Re: ANNOUNCE: Harpy -- run-time code generation library

[Relocated to haskell-cafe] Dirk Kleeblatt wrote:
apfelmus wrote:
Note that even currently, your operations cannot be strict in the address a label refers to because this may be determined later than the first use of the label. In other words, your example code
fac = do [...] (1) jmp loopTest [...] (2) loopTest @@ cmp ecx (0 :: Word32) [...] already shows that the function jmp that generates a jmp-instruction may not be strict in the position it jumps to as the address behind loopTest is only known later at line (2).
When generating code for (1), the label loopTest is used as an index into a map, to see whether there's a code position associated with it. If it is, the code position is used to compute the jump offset for the jmp instruction, if not (as in this example), a dummy value is placed in the code buffer, and Harpy remembers this position to be patched later on. At (2), the label is defined, and this leads to patching all instructions that have been emitted before this definition.
So, yes, the code position is only used after the definition of the label. But the "look up in a map"-part makes the jmp operation strict in the label parameter.

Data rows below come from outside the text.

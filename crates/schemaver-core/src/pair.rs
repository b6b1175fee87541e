//! Identity-keyed pairing of schema elements across two snapshots
//!
//! [`SetPair`] splits a "new" and an "old" collection into the elements
//! only present in new (`added`), only present in old (`removed`), and
//! the identity-matched [`Pair`]s. [`Pair`] holds one new/old
//! correspondence and lets the rules drill from schema to type to field
//! to argument.

use std::collections::{HashMap, HashSet};
use std::hash::Hash;

/// A single new/old correspondence
#[derive(Debug, Clone, Copy, PartialEq, Eq)]
pub struct Pair<T> {
    pub new: T,
    pub old: T,
}

impl<T> Pair<T> {
    pub fn new(new: T, old: T) -> Self {
        Self { new, old }
    }

    /// Apply the same transform to both sides
    pub fn map<U, F>(self, transform: F) -> Pair<U>
    where
        F: Fn(T) -> U,
    {
        Pair {
            new: transform(self.new),
            old: transform(self.old),
        }
    }

    /// True when both sides project to equal values
    pub fn eq_by<U, F>(&self, projection: F) -> bool
    where
        U: PartialEq,
        F: Fn(&T) -> U,
    {
        projection(&self.new) == projection(&self.old)
    }
}

impl<'a, T: ?Sized> Pair<&'a T> {
    /// Pair up a sub-collection selected from both sides
    pub fn diff_on<U, I, K, S, F>(self, selector: S, identity: F) -> SetPair<'a, U>
    where
        S: Fn(&'a T) -> I,
        I: IntoIterator<Item = &'a U>,
        U: 'a,
        F: Fn(&'a U) -> K,
        K: Eq + Hash,
    {
        SetPair::new(selector(self.new), selector(self.old), identity)
    }
}

/// Partition of two collections by identity key
#[derive(Debug, Clone)]
pub struct SetPair<'a, T> {
    /// Present in new only, in new's order
    pub added: Vec<&'a T>,
    /// Present in old only, in old's order
    pub removed: Vec<&'a T>,
    /// Identity-matched pairs, in new's order
    pub paired: Vec<Pair<&'a T>>,
}

impl<'a, T> SetPair<'a, T> {
    pub fn new<A, B, K, F>(new: A, old: B, identity: F) -> Self
    where
        A: IntoIterator<Item = &'a T>,
        B: IntoIterator<Item = &'a T>,
        F: Fn(&'a T) -> K,
        K: Eq + Hash,
    {
        let new: Vec<&'a T> = new.into_iter().collect();
        let old: Vec<&'a T> = old.into_iter().collect();

        let mut old_by_key: HashMap<K, &'a T> = HashMap::with_capacity(old.len());
        for &item in &old {
            old_by_key.entry(identity(item)).or_insert(item);
        }
        let new_keys: HashSet<K> = new.iter().map(|&item| identity(item)).collect();

        let mut added = Vec::new();
        let mut paired = Vec::new();
        for &item in &new {
            match old_by_key.get(&identity(item)) {
                Some(&matched) => paired.push(Pair::new(item, matched)),
                None => added.push(item),
            }
        }

        let removed = old
            .into_iter()
            .filter(|&item| !new_keys.contains(&identity(item)))
            .collect();

        Self {
            added,
            removed,
            paired,
        }
    }

    /// Combined size of all three partitions; zero means nothing to compare
    pub fn total_cardinality(&self) -> usize {
        self.added.len() + self.removed.len() + self.paired.len()
    }

    pub fn has_added(&self) -> bool {
        !self.added.is_empty()
    }

    pub fn has_removed(&self) -> bool {
        !self.removed.is_empty()
    }
}

#[cfg(test)]
mod tests {
    use super::*;

    #[derive(Debug, PartialEq)]
    struct Item {
        name: &'static str,
        value: u32,
    }

    fn item(name: &'static str, value: u32) -> Item {
        Item { name, value }
    }

    #[test]
    fn test_partitions_by_identity() {
        let new = vec![item("a", 1), item("b", 2), item("d", 4)];
        let old = vec![item("c", 3), item("b", 20), item("a", 10)];

        let set = SetPair::new(&new, &old, |i: &Item| i.name);

        let added: Vec<_> = set.added.iter().map(|i| i.name).collect();
        let removed: Vec<_> = set.removed.iter().map(|i| i.name).collect();
        let paired: Vec<_> = set.paired.iter().map(|p| (p.new.value, p.old.value)).collect();

        assert_eq!(added, vec!["d"]);
        assert_eq!(removed, vec!["c"]);
        assert_eq!(paired, vec![(1, 10), (2, 20)]);
        assert_eq!(set.total_cardinality(), 4);
    }

    #[test]
    fn test_empty_collections() {
        let empty: Vec<Item> = Vec::new();
        let set = SetPair::new(&empty, &empty, |i: &Item| i.name);
        assert_eq!(set.total_cardinality(), 0);
        assert!(!set.has_added());
        assert!(!set.has_removed());
    }

    #[test]
    fn test_first_old_match_wins_for_duplicates() {
        let new = vec![item("a", 1)];
        let old = vec![item("a", 10), item("a", 11)];
        let set = SetPair::new(&new, &old, |i: &Item| i.name);
        assert_eq!(set.paired.len(), 1);
        assert_eq!(set.paired[0].old.value, 10);
        assert!(set.removed.is_empty());
    }

    #[test]
    fn test_pair_helpers() {
        let new = item("a", 1);
        let old = item("a", 2);
        let pair = Pair::new(&new, &old);

        assert!(pair.eq_by(|i| i.name));
        assert!(!pair.eq_by(|i| i.value));

        let values = pair.map(|i| i.value * 10);
        assert_eq!(values, Pair::new(10, 20));
    }

    #[test]
    fn test_diff_on_subcollection() {
        struct Holder {
            items: Vec<Item>,
        }
        let new = Holder { items: vec![item("x", 1), item("y", 2)] };
        let old = Holder { items: vec![item("y", 2), item("z", 3)] };

        let set = Pair::new(&new, &old).diff_on(|h| &h.items, |i: &Item| i.name);
        assert_eq!(set.added.len(), 1);
        assert_eq!(set.removed.len(), 1);
        assert_eq!(set.paired.len(), 1);
    }
}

Ah, I slowly get what you mean. In short, the point is that you're reinventing lazy evaluation because you're writing directly to a memory buffer and writing a raw _|_ is impossible. So, you invent a scheme to delay the evaluation of the _|_ until they are defined. With raw writing, we indeed have the strictness writeByte buf _|_ = _|_ which implies jmp _|_ = _|_ I thought that you'd simply store the instructions in a list/monoid like the Builder-Monoid from Data.Binary with the effect that jmp _|_ /= _|_ as monadic action although it stores _|_ as instruction. Lazy evaluation then takes care of filling the _|_-instructions with content in times of need. Here's an illustration with a fictional robodog toy assembly language import Control.Monad.RWS type Address = Int data Dogcode = Bark | Bite | Jump Address data CodeGen a = RWS () [Dogcode] Address a emitDogcode :: Dogcode -> CodeGen Address emitDogcode c = x <- get tell c put (x+1) return x jump :: Label -> CodeGen Address jump = emitDogcode . Jump bark, bite :: CodeGen Address bark = emitDogcode Bark bite = emitDogcode Bite generateDogCode :: CodeGen a -> CodeBuffer generateDogCode c = let (_,instructionCount, code) = runRWST c () 0 in ... whatever to do with a list of instructions ... Now, you magically get recursive do-notation without lifting a finger because RWS is already an instance of MonadFix. For example, the following works out of the box pluto :: CodeGen Address pluto = mdo bark jump loop bite loop <- bark bark jump loop (The return value of type Address encapsulated in the monad is the line number of the last instruction of pluto.) If you really want to directly write to a memory buffer, I think that you can still use lazy evaluation to fill in the _|_ by emitting a "jump PATCHME" dummy instruction and build a stack (f.i. of type [Address]) of addresses. The stack takes the role of the map you currently use, I think that a stack is enough. The addresses therein may well be _|_. After having written all instructions into the buffer, all the _|_ are resolved and you can patch the "PATCHME"s in a second pass over the buffer. However, because of omnipresent lazy evaluation, it is unclear whether "directly" writing to a buffer instead of first building a monoid does give a speed/space advantage. So, your current approach may well be slower than a naïve "first (difference) list, then raw memory" approach.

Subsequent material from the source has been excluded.